- [PROBLEM DESCRIPTION]:
Give back exactly the stretch of data below from the line holding "the application logic" through the line holding "let structured = StructuredError::new(&err, exit_code);", both ends included, and leave the remaining lines out.

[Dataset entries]
//! dupscan - content-hash duplicate file finder
//!
//! Entry point for the dupscan CLI application.

use clap::Parser;
use dupscan::{
    cli::Cli,
    error::{ExitCode, StructuredError},
};

fn main() {
    // Parse command-line arguments
    let cli = Cli::parse();
    let json_errors = cli.json_errors;

    // Run the application logic
    match dupscan::run_app(cli) {
        Ok(code) => std::process::exit(code.as_i32()),
        Err(err) => {
            let exit_code = ExitCode::from_error(&err);

            // Report the error
            if json_errors {
                let structured = StructuredError::new(&err, exit_code);
                if let Ok(json) = serde_json::to_string_pretty(&structured) {
                    eprintln!("{}", json);
                } else {
                    eprintln!("[{}] Error: {:#}", exit_code.code_prefix(), err);
                }
            } else {
                eprintln!("[{}] Error: {:#}", exit_code.code_prefix(), err);
            }

            std::process::exit(exit_code.as_i32());
        }
    }
}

- [EXERCISE ANSWER]:
    // Run the application logic
    match dupscan::run_app(cli) {
        Ok(code) => std::process::exit(code.as_i32()),
        Err(err) => {
            let exit_code = ExitCode::from_error(&err);

            // Report the error
            if json_errors {
                let structured = StructuredError::new(&err, exit_code);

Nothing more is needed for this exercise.